Se me l'avessero detto allora, nel 1978, che un bel giorno andare in discoteca sarebbe stato proibito legalmente per contenere i contagi da pandemia COVID-19, avrei pensato ad uno scenario di fantascienza cosiddetta distopica . Ma mi è toccato in sorte di scampare così a lungo per assistere (stante in buone condizioni di salute e ora completamente vaccinato) anche a questo . La vita può essere anche beffarda e, data la corrente situazione, per curiosità ho chiesto recentemente a un caro amico detentore di una copia in dvd del film "La febbre del sabato sera" se cortesemente me la prestava giusto per farmi un'idea.

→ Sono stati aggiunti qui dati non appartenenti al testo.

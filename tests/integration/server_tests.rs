//! Integration tests for the HTTP API
//!
//! A real server is bound on an ephemeral port and driven with reqwest; the
//! sites it clones are wiremock servers.

use pagelock::config::Config;
use pagelock::server::{serve_on, AppState};
use std::io::Cursor;
use std::sync::Arc;
use tokio::net::TcpListener;
use wiremock::matchers::{method, path};
use wiremock::{Mock, MockServer, ResponseTemplate};
use zip::ZipArchive;

/// Starts the API and returns its base URL
async fn start_api() -> String {
    let listener = TcpListener::bind("127.0.0.1:0")
        .await
        .expect("Failed to bind");
    let addr = listener.local_addr().expect("No local address");
    let state = Arc::new(AppState::new(Config::default()).expect("Failed to build state"));
    tokio::spawn(serve_on(listener, state));
    format!("http://{}", addr)
}

async fn post_json(url: &str, body: serde_json::Value) -> reqwest::Response {
    reqwest::Client::new()
        .post(url)
        .header("content-type", "application/json")
        .body(body.to_string())
        .send()
        .await
        .expect("API request failed")
}

async fn json_body(response: reqwest::Response) -> serde_json::Value {
    let text = response.text().await.expect("No body");
    serde_json::from_str(&text).expect("Body is not JSON")
}

async fn mount_site(server: &MockServer) {
    Mock::given(method("GET"))
        .and(path("/"))
        .respond_with(ResponseTemplate::new(200).set_body_raw(
            r#"<html><head><title>Landing</title></head><body><a href="/more">more</a></body></html>"#,
            "text/html",
        ))
        .mount(server)
        .await;
    Mock::given(method("GET"))
        .and(path("/more"))
        .respond_with(ResponseTemplate::new(200).set_body_raw(
            "<html><head><title>More</title></head><body></body></html>",
            "text/html",
        ))
        .mount(server)
        .await;
}

#[tokio::test(flavor = "multi_thread")]
async fn test_clone_endpoint() {
    let site = MockServer::start().await;
    mount_site(&site).await;
    let api = start_api().await;

    let response = post_json(
        &format!("{}/api/clone", api),
        serde_json::json!({ "url": site.uri(), "embedImages": false }),
    )
    .await;

    assert_eq!(response.status(), 200);
    let body = json_body(response).await;
    assert_eq!(body["success"], true);
    assert_eq!(body["title"], "Landing");
    assert_eq!(body["url"], format!("{}/", site.uri()));
    let html = body["html"].as_str().expect("html is a string");
    assert_eq!(body["size"].as_u64(), Some(html.len() as u64));
    assert!(html.contains(&format!(r#"<a href="{}/more">"#, site.uri())));
}

#[tokio::test(flavor = "multi_thread")]
async fn test_clone_endpoint_errors() {
    let api = start_api().await;

    let response = post_json(&format!("{}/api/clone", api), serde_json::json!({})).await;
    assert_eq!(response.status(), 400);
    assert_eq!(json_body(response).await["error"], "URL is required");

    let response = post_json(
        &format!("{}/api/clone", api),
        serde_json::json!({ "url": "http://127.0.0.1:1/" }),
    )
    .await;
    assert_eq!(response.status(), 500);
    let error = json_body(response).await["error"]
        .as_str()
        .unwrap_or_default()
        .to_string();
    assert!(error.starts_with("Failed to fetch website:"), "{}", error);
}

#[tokio::test(flavor = "multi_thread")]
async fn test_preflight_is_allowed() {
    let api = start_api().await;

    let response = reqwest::Client::new()
        .request(reqwest::Method::OPTIONS, format!("{}/api/clone", api))
        .header("origin", "http://localhost:3000")
        .header("access-control-request-method", "POST")
        .send()
        .await
        .expect("Preflight failed");

    assert_eq!(response.status(), 200);
    assert!(response
        .headers()
        .contains_key("access-control-allow-origin"));
    assert!(response.text().await.unwrap_or_default().is_empty());
}

#[tokio::test(flavor = "multi_thread")]
async fn test_clone_site_endpoint_returns_archive() {
    let site = MockServer::start().await;
    mount_site(&site).await;
    let api = start_api().await;

    let response = post_json(
        &format!("{}/api/clone-site", api),
        serde_json::json!({ "url": site.uri(), "maxPages": 5, "maxDepth": 1 }),
    )
    .await;

    assert_eq!(response.status(), 200);
    assert_eq!(
        response
            .headers()
            .get("content-type")
            .and_then(|v| v.to_str().ok()),
        Some("application/zip")
    );
    assert_eq!(
        response
            .headers()
            .get("content-disposition")
            .and_then(|v| v.to_str().ok()),
        Some("attachment; filename=\"127.0.0.1.zip\"")
    );

    let bytes = response.bytes().await.expect("No body");
    let mut archive = ZipArchive::new(Cursor::new(bytes.to_vec())).expect("Invalid archive");
    let names: Vec<String> = (0..archive.len())
        .map(|i| archive.by_index(i).unwrap().name().to_string())
        .collect();
    assert_eq!(names, vec!["index.html", "more.html"]);
}

#[tokio::test(flavor = "multi_thread")]
async fn test_clone_site_rejects_oversized_crawls() {
    let site = MockServer::start().await;
    Mock::given(method("GET"))
        .respond_with(ResponseTemplate::new(200))
        .expect(0)
        .mount(&site)
        .await;
    let api = start_api().await;

    let response = post_json(
        &format!("{}/api/clone-site", api),
        serde_json::json!({ "url": site.uri(), "maxPages": 1_000_000 }),
    )
    .await;
    assert_eq!(response.status(), 400);
    assert_eq!(json_body(response).await["error"], "maxPages must be at most 100");

    let response = post_json(
        &format!("{}/api/clone-site", api),
        serde_json::json!({ "url": site.uri(), "maxDepth": 50 }),
    )
    .await;
    assert_eq!(response.status(), 400);
    assert_eq!(json_body(response).await["error"], "maxDepth must be at most 5");
}
//! Stylesheet inliner

use super::{fetch_all, PassContext, PassReport};
use crate::document::{get_node_attr, PageDocument};
use crate::fetch::FetchRequest;
use crate::url::resolve_against;
use markup5ever_rcdom::Handle;

/// Returns true if a `rel` value lists `stylesheet` (case-insensitive)
fn is_stylesheet_rel(rel: &str) -> bool {
    rel.split_whitespace()
        .any(|token| token.eq_ignore_ascii_case("stylesheet"))
}

/// Replaces each stylesheet `<link>` with a `<style>` holding its content
///
/// A stylesheet that cannot be fetched keeps its `<link>` element exactly as
/// it was; the reference pass absolutizes it later.
pub async fn inline_stylesheets(doc: &PageDocument, ctx: &PassContext<'_>) -> PassReport {
    let mut report = PassReport::default();
    let mut jobs: Vec<(Handle, FetchRequest)> = Vec::new();

    for link in doc.elements("link") {
        let is_stylesheet = get_node_attr(&link, "rel").is_some_and(|rel| is_stylesheet_rel(&rel));
        if !is_stylesheet {
            continue;
        }

        let Some(href) = get_node_attr(&link, "href").filter(|h| !h.trim().is_empty()) else {
            continue;
        };

        match resolve_against(&href, &ctx.base) {
            Ok(css_url) => jobs.push((
                link,
                FetchRequest::get(css_url.as_str(), ctx.config.resource_timeout()),
            )),
            Err(e) => tracing::debug!("Skipping stylesheet '{}': {}", href, e),
        }
    }

    for (link, outcome) in fetch_all(ctx, jobs).await {
        match outcome {
            Ok(response) => {
                let media = get_node_attr(&link, "media");
                let attrs: Vec<(&str, &str)> = media
                    .as_deref()
                    .map(|m| vec![("media", m)])
                    .unwrap_or_default();

                let style = doc.create_text_element("style", &attrs, &response.text());
                if doc.replace_node(&link, style) {
                    report.inlined += 1;
                }
            }
            Err(e) => {
                tracing::warn!("Failed to fetch CSS: {}", e);
                report.failed += 1;
            }
        }
    }

    report
}
//! UF filter selection: the user picked a state

use async_trait::async_trait;

use crate::callback::data::CallbackData;
use crate::callback::manager::CallbackHandler;
use crate::core::error::BotResult;
use crate::core::types::{CommandInput, CommandOutput};
use crate::presentation::views;

pub struct UfFilterCallbackHandler;

#[async_trait]
impl CallbackHandler for UfFilterCallbackHandler {
    fn name(&self) -> &'static str {
        "UfFilterCallbackHandler"
    }

    fn can_handle(&self, data: &CallbackData) -> bool {
        matches!(data, CallbackData::UfFilter { .. })
    }

    async fn handle(&self, input: CommandInput) -> BotResult<CommandOutput> {
        let Some(CallbackData::UfFilter { uf }) = input.callback_data else {
            return Ok(views::uf_filter_view());
        };

        Ok(views::distance_filter_view(uf))
    }
}

#[cfg(test)]
mod tests {
    use super::*;
    use crate::callback::data::Uf;

    #[tokio::test]
    async fn test_renders_distance_filter_for_state() {
        let handler = UfFilterCallbackHandler;
        let input = CommandInput {
            callback_data: Some(CallbackData::uf_filter(Uf::Pr)),
            ..Default::default()
        };
        let output = handler.handle(input).await.unwrap();
        assert!(output.text.contains("Paraná"));
        assert!(output.edit_message);
        assert_eq!(output.keyboard.as_ref().map(|k| k.buttons.len()), Some(5));
    }
}
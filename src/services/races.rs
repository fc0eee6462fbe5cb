//! Wrapper over the backend race endpoints

use std::sync::Arc;

use crate::callback::data::Uf;

use super::http::{ApiError, HttpClient};
use super::models::Race;

/// Optional filters for the available-races listing
#[derive(Debug, Clone, Default)]
pub struct RaceQuery {
    pub uf: Option<Uf>,
    pub min_distance: Option<u32>,
    pub max_distance: Option<u32>,
}

impl RaceQuery {
    pub fn by_uf(uf: Uf) -> Self {
        Self {
            uf: Some(uf),
            ..Default::default()
        }
    }

    fn to_params(&self) -> Vec<(&'static str, String)> {
        let mut params = Vec::new();
        if let Some(uf) = self.uf {
            params.push(("uf", uf.as_str().to_string()));
        }
        if let Some(min) = self.min_distance {
            params.push(("minDistance", min.to_string()));
        }
        if let Some(max) = self.max_distance {
            params.push(("maxDistance", max.to_string()));
        }
        params
    }
}

pub struct RaceApiService {
    http: Arc<HttpClient>,
}

impl RaceApiService {
    pub fn new(http: Arc<HttpClient>) -> Self {
        Self { http }
    }

    /// Lists races open for discovery, optionally filtered server-side
    pub async fn get_available_races(&self, query: &RaceQuery) -> Result<Vec<Race>, ApiError> {
        let races: Vec<Race> = self
            .http
            .get_with_query("/races/available", &query.to_params())
            .await?;

        log::info!("Retrieved {} available races (query: {:?})", races.len(), query);
        Ok(races)
    }

    /// Fetches a single race; a backend 404 becomes `Ok(None)`
    pub async fn get_race_by_id(&self, id: &str) -> Result<Option<Race>, ApiError> {
        match self.http.get::<Race>(&format!("/races/{}", id)).await {
            Ok(race) => {
                log::info!("Retrieved race {}: {}", id, race.title);
                Ok(Some(race))
            }
            Err(e) if e.is_not_found() => Ok(None),
            Err(e) => {
                log::error!("Error getting race by id {}: {}", id, e);
                Err(e)
            }
        }
    }
}

#[cfg(test)]
mod tests {
    use super::*;

    #[test]
    fn test_query_params_include_only_set_filters() {
        let query = RaceQuery::by_uf(Uf::Sp);
        assert_eq!(query.to_params(), vec![("uf", "SP".to_string())]);

        let query = RaceQuery {
            uf: Some(Uf::Pr),
            min_distance: Some(5),
            max_distance: Some(9),
        };
        assert_eq!(
            query.to_params(),
            vec![
                ("uf", "PR".to_string()),
                ("minDistance", "5".to_string()),
                ("maxDistance", "9".to_string()),
            ]
        );

        assert!(RaceQuery::default().to_params().is_empty());
    }
}
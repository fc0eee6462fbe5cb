//! Request/response envelopes shared by both routers and all platform adapters
//!
//! Raw platform message shapes never cross this boundary: adapters decode
//! whatever the platform hands them into [`ExtractedMessageData`] before
//! building a [`CommandInput`].

use crate::callback::data::CallbackData;

/// Chat platform an event arrived from
#[derive(Debug, Clone, Copy, PartialEq, Eq)]
pub enum Platform {
    Telegram,
    WhatsApp,
}

impl Platform {
    pub fn as_str(&self) -> &'static str {
        match self {
            Platform::Telegram => "telegram",
            Platform::WhatsApp => "whatsapp",
        }
    }
}

/// The user behind an inbound event, as much as the platform tells us
#[derive(Debug, Clone, Default, PartialEq)]
pub struct UserRef {
    /// Platform user id, stringified (Telegram ids are numeric, WhatsApp ids are not)
    pub id: String,
    /// Display name, when available
    pub name: Option<String>,
}

/// Kind of an inbound message, after adapter classification
#[derive(Debug, Clone, Copy, PartialEq, Eq)]
pub enum MessageKind {
    Text,
    Photo,
    Video,
    Document,
    Audio,
    Voice,
    Location,
    Contact,
    Poll,
    Other,
}

/// Kind of chat the message arrived in
#[derive(Debug, Clone, Copy, PartialEq, Eq)]
pub enum ChatKind {
    Private,
    Group,
    Supergroup,
    Channel,
}

/// Neutral view of an inbound platform message
///
/// This is the only message shape core dispatch ever sees; the Telegram and
/// WhatsApp adapters each produce it from their own raw payloads.
#[derive(Debug, Clone, PartialEq)]
pub struct ExtractedMessageData {
    pub message_id: i32,
    pub chat_id: String,
    pub chat_kind: ChatKind,
    pub chat_title: Option<String>,
    pub chat_username: Option<String>,
    pub text: Option<String>,
    pub kind: MessageKind,
    pub reply_to_id: Option<String>,
}

/// Generic request envelope flowing into command and callback handlers
#[derive(Debug, Clone, Default)]
pub struct CommandInput {
    pub platform: Option<Platform>,
    pub user: Option<UserRef>,
    /// CLI-style arguments parsed from the command text
    pub args: Vec<String>,
    /// Neutral view of the raw inbound message, when one exists
    pub raw: Option<ExtractedMessageData>,
    /// Decoded callback data, present on the callback path
    pub callback_data: Option<CallbackData>,
    /// Message id of the tapped message, needed for edit-in-place
    pub message_id: Option<i32>,
}

impl CommandInput {
    /// Stringified user id, the key used by the favorites and analytics APIs
    pub fn user_id(&self) -> Option<&str> {
        self.user.as_ref().map(|u| u.id.as_str())
    }
}

/// Output text format tag, mapped to platform parse modes by adapters
#[derive(Debug, Clone, Copy, Default, PartialEq, Eq)]
pub enum MessageFormat {
    #[default]
    Plain,
    Markdown,
    Html,
}

/// A single inline button: either callback-bearing or a raw URL link
#[derive(Debug, Clone, PartialEq)]
pub struct InteractionButton {
    pub text: String,
    pub callback_data: Option<CallbackData>,
    pub url: Option<String>,
}

impl InteractionButton {
    pub fn callback(text: impl Into<String>, data: CallbackData) -> Self {
        Self {
            text: text.into(),
            callback_data: Some(data),
            url: None,
        }
    }

    pub fn url(text: impl Into<String>, url: impl Into<String>) -> Self {
        Self {
            text: text.into(),
            callback_data: None,
            url: Some(url.into()),
        }
    }
}

/// Ordered rows of buttons attached to a response
#[derive(Debug, Clone, Default, PartialEq)]
pub struct InteractionKeyboard {
    pub buttons: Vec<Vec<InteractionButton>>,
    /// Inline keyboards attach to the message; reply keyboards replace the input field
    pub inline: bool,
}

impl InteractionKeyboard {
    pub fn inline(buttons: Vec<Vec<InteractionButton>>) -> Self {
        Self { buttons, inline: true }
    }
}

/// Geographic coordinates for location-sharing responses
#[derive(Debug, Clone, Copy, PartialEq)]
pub struct GeoPoint {
    pub latitude: f64,
    pub longitude: f64,
}

/// Generic response envelope produced by handlers
#[derive(Debug, Clone, Default, PartialEq)]
pub struct CommandOutput {
    pub text: String,
    pub format: MessageFormat,
    /// Additional message bodies sent after `text`, each as its own message
    pub messages: Vec<String>,
    pub keyboard: Option<InteractionKeyboard>,
    /// Edit the tapped message in place instead of sending a new one
    pub edit_message: bool,
    /// Coordinates to share alongside the text
    pub location: Option<GeoPoint>,
}

impl CommandOutput {
    /// Plain HTML text response
    pub fn html(text: impl Into<String>) -> Self {
        Self {
            text: text.into(),
            format: MessageFormat::Html,
            ..Default::default()
        }
    }

    /// HTML text response that edits the originating message
    pub fn html_edit(text: impl Into<String>) -> Self {
        Self {
            edit_message: true,
            ..Self::html(text)
        }
    }

    pub fn with_keyboard(mut self, keyboard: InteractionKeyboard) -> Self {
        self.keyboard = Some(keyboard);
        self
    }

    /// True when there is nothing to deliver; adapters skip these
    pub fn is_empty(&self) -> bool {
        self.text.is_empty() && self.messages.is_empty()
    }
}

#[cfg(test)]
mod tests {
    use super::*;

    #[test]
    fn test_empty_output_detection() {
        assert!(CommandOutput::default().is_empty());
        assert!(!CommandOutput::html("oi").is_empty());
    }

    #[test]
    fn test_platform_tags() {
        assert_eq!(Platform::Telegram.as_str(), "telegram");
        assert_eq!(Platform::WhatsApp.as_str(), "whatsapp");
    }
}
//! Wrapper over the backend favorites endpoints
//!
//! Write-path failures are translated into [`FavoriteError`] variants whose
//! display strings are the user-facing messages; read paths map 404 to empty
//! results instead of errors.

use std::sync::Arc;

use reqwest::StatusCode;
use thiserror::Error;

use super::http::{ApiError, HttpClient};
use super::models::{FavoriteRace, RaceFavoriteStatus, ToggleFavorite};

/// Domain failures for favorite operations, with pt-BR user-facing messages
#[derive(Error, Debug, PartialEq, Eq)]
pub enum FavoriteError {
    #[error("Dados inválidos para alterar favoritos")]
    InvalidData,
    #[error("Corrida não encontrada")]
    RaceNotFound,
    #[error("Corrida já está nos favoritos")]
    AlreadyFavorited,
    #[error("Acesso negado para alterar favorito")]
    AccessDenied,
    #[error("Erro interno do servidor")]
    Internal,
}

impl From<ApiError> for FavoriteError {
    fn from(e: ApiError) -> Self {
        match e.status {
            Some(StatusCode::BAD_REQUEST) => FavoriteError::InvalidData,
            Some(StatusCode::NOT_FOUND) => FavoriteError::RaceNotFound,
            Some(StatusCode::CONFLICT) => FavoriteError::AlreadyFavorited,
            Some(StatusCode::FORBIDDEN) => FavoriteError::AccessDenied,
            _ => FavoriteError::Internal,
        }
    }
}

pub struct FavoriteApiService {
    http: Arc<HttpClient>,
}

impl FavoriteApiService {
    pub fn new(http: Arc<HttpClient>) -> Self {
        Self { http }
    }

    /// Adds a race to the user's favorites
    pub async fn add_favorite_race(
        &self,
        telegram_id: &str,
        race_id: &str,
    ) -> Result<FavoriteRace, FavoriteError> {
        let favorite: FavoriteRace = self
            .http
            .post(&format!("/favorites/{}/{}", telegram_id, race_id))
            .await
            .map_err(|e| {
                log::error!("Error adding favorite {} for {}: {}", race_id, telegram_id, e);
                FavoriteError::from(e)
            })?;

        log::info!("Added race {} to favorites of {}", race_id, telegram_id);
        Ok(favorite)
    }

    /// Removes a race from the user's favorites
    pub async fn remove_favorite_race(
        &self,
        telegram_id: &str,
        race_id: &str,
    ) -> Result<(), FavoriteError> {
        self.http
            .delete::<serde_json::Value>(&format!("/favorites/{}/{}", telegram_id, race_id))
            .await
            .map_err(|e| {
                log::error!("Error removing favorite {} for {}: {}", race_id, telegram_id, e);
                FavoriteError::from(e)
            })?;

        log::info!("Removed race {} from favorites of {}", race_id, telegram_id);
        Ok(())
    }

    /// Toggles a race's favorite status, returning which direction it took
    pub async fn toggle_favorite_race(
        &self,
        telegram_id: &str,
        race_id: &str,
    ) -> Result<ToggleFavorite, FavoriteError> {
        let toggled: ToggleFavorite = self
            .http
            .put(&format!("/favorites/{}/{}/toggle", telegram_id, race_id))
            .await
            .map_err(|e| {
                log::error!("Error toggling favorite {} for {}: {}", race_id, telegram_id, e);
                FavoriteError::from(e)
            })?;

        log::info!(
            "Toggled favorite {} for {}: {:?}",
            race_id,
            telegram_id,
            toggled.action
        );
        Ok(toggled)
    }

    /// Lists the user's favorite races; a 404 means an empty list
    pub async fn get_user_favorite_races(
        &self,
        telegram_id: &str,
    ) -> Result<Vec<FavoriteRace>, FavoriteError> {
        match self
            .http
            .get::<Vec<FavoriteRace>>(&format!("/favorites/{}", telegram_id))
            .await
        {
            Ok(favorites) => {
                log::info!("Retrieved {} favorites for {}", favorites.len(), telegram_id);
                Ok(favorites)
            }
            Err(e) if e.is_not_found() => Ok(Vec::new()),
            Err(e) => {
                log::error!("Error listing favorites for {}: {}", telegram_id, e);
                Err(FavoriteError::from(e))
            }
        }
    }

    /// Checks whether one race is favorited; a 404 means it is not
    pub async fn is_race_favorited(
        &self,
        telegram_id: &str,
        race_id: &str,
    ) -> Result<bool, FavoriteError> {
        match self
            .http
            .get::<RaceFavoriteStatus>(&format!("/favorites/{}/{}/status", telegram_id, race_id))
            .await
        {
            Ok(status) => Ok(status.is_favorited),
            Err(e) if e.is_not_found() => Ok(false),
            Err(e) => {
                log::error!(
                    "Error checking favorite status of {} for {}: {}",
                    race_id,
                    telegram_id,
                    e
                );
                Err(FavoriteError::from(e))
            }
        }
    }
}

#[cfg(test)]
mod tests {
    use super::*;

    #[test]
    fn test_status_code_mapping() {
        let cases = [
            (StatusCode::BAD_REQUEST, FavoriteError::InvalidData),
            (StatusCode::NOT_FOUND, FavoriteError::RaceNotFound),
            (StatusCode::CONFLICT, FavoriteError::AlreadyFavorited),
            (StatusCode::FORBIDDEN, FavoriteError::AccessDenied),
            (StatusCode::INTERNAL_SERVER_ERROR, FavoriteError::Internal),
        ];
        for (status, expected) in cases {
            assert_eq!(FavoriteError::from(ApiError::new("x", Some(status))), expected);
        }
        assert_eq!(FavoriteError::from(ApiError::new("x", None)), FavoriteError::Internal);
    }

    #[test]
    fn test_messages_are_user_facing() {
        assert_eq!(
            FavoriteError::AlreadyFavorited.to_string(),
            "Corrida já está nos favoritos"
        );
    }
}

Devo premettere che, quando il film uscì sin Italia nel marzo 1978, tergiversai sull'eventualita' di andare al cinema a vedere la pellicola di John Badham. Questa mia diffidenza, insolita per un cinefilo come già ero allora, si spiegava con quanto mi fu riferito da un amico che, giusto per capire le ragioni del successo del film, era andato a vedere l'opera incriminata e non solo l'aveva trovato una pellicola modesta, ma era rimasto perplesso per le scene d'isteria da parte del pubblico femminile. "Manco si fosse trattato di un concerto dei redivivi Beatles! " erano state le sue testuali parole, forse esagerate ma verosimili dal momento che stava prendendo quota la moda del cosiddetto "travoltinismo", con tanto di tendenza a ringraziare il buon Dio poiché si arrivava ogni settimana al venerdì e quindi il week end sarebbe stato consacrato agli agognati quattro salti in discoteca .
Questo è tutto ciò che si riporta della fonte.